> _Supplied information_:
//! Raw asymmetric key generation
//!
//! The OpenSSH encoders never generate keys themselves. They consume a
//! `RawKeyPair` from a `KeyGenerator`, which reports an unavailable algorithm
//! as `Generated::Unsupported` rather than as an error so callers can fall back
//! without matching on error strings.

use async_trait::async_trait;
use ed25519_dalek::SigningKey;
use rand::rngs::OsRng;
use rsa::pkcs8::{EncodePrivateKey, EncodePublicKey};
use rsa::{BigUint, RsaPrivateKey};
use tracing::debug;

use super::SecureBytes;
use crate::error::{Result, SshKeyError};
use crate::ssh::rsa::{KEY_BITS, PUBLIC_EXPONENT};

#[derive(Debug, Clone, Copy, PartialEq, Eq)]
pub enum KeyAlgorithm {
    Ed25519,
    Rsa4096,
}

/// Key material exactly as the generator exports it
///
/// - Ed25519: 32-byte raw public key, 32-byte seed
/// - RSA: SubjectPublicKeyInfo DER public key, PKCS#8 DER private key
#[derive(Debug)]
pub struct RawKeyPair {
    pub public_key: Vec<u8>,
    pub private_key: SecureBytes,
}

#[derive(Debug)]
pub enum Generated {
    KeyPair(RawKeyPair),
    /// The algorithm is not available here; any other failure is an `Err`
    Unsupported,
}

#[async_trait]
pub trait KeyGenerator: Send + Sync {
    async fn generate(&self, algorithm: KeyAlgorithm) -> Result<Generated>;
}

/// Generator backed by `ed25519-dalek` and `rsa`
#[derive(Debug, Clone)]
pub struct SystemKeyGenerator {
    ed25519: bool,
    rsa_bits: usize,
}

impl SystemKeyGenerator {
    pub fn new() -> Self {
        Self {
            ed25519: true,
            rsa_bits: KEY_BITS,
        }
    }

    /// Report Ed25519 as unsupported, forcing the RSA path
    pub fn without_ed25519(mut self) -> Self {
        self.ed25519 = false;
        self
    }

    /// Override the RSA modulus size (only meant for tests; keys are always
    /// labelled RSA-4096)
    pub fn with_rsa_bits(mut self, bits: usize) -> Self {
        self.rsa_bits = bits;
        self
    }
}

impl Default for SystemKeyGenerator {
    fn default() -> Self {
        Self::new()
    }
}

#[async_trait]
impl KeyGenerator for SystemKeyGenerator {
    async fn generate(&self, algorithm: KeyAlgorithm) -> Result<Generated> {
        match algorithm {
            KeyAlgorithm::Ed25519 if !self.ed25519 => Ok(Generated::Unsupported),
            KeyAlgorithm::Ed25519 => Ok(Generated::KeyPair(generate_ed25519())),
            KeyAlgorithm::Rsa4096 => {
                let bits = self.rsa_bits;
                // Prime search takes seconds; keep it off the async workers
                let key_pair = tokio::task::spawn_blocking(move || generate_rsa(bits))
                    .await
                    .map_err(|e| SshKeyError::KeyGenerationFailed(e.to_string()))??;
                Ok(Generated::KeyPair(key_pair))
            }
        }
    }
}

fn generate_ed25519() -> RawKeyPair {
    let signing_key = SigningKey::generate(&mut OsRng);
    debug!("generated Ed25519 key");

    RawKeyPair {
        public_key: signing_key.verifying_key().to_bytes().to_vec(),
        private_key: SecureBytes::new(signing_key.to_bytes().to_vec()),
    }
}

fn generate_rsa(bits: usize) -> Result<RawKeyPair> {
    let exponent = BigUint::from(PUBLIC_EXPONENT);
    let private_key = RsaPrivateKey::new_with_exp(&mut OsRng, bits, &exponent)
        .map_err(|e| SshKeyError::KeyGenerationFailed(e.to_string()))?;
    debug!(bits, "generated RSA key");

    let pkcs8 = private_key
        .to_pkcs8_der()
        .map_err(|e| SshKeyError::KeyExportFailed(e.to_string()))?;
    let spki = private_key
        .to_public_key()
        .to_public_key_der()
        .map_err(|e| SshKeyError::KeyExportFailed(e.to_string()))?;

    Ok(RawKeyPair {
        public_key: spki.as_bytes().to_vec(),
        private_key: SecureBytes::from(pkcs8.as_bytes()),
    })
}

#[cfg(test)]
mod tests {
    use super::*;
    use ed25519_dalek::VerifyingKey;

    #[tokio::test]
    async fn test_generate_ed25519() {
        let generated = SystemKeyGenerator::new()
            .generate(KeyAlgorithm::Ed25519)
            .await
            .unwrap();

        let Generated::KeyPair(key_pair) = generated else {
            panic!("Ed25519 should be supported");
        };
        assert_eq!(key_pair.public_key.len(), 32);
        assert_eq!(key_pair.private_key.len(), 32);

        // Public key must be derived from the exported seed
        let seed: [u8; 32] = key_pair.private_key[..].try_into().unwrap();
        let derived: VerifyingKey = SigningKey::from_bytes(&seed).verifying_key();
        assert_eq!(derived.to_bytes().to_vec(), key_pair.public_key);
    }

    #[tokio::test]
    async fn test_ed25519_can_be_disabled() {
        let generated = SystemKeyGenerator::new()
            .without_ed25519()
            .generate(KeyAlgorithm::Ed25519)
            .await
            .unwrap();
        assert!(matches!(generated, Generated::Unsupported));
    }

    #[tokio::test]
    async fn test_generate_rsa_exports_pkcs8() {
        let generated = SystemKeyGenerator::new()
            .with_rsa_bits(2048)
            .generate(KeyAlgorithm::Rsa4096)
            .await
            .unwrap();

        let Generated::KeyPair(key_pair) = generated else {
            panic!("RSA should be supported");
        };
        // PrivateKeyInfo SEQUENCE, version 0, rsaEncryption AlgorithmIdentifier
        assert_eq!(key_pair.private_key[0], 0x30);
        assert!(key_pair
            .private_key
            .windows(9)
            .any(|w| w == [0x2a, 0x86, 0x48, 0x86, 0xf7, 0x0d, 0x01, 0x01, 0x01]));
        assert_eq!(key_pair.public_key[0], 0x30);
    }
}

> _What you need to do_: Pull out every line above that holds the word "impl".

> _Solved problem_:
impl SystemKeyGenerator {
impl Default for SystemKeyGenerator {
impl KeyGenerator for SystemKeyGenerator {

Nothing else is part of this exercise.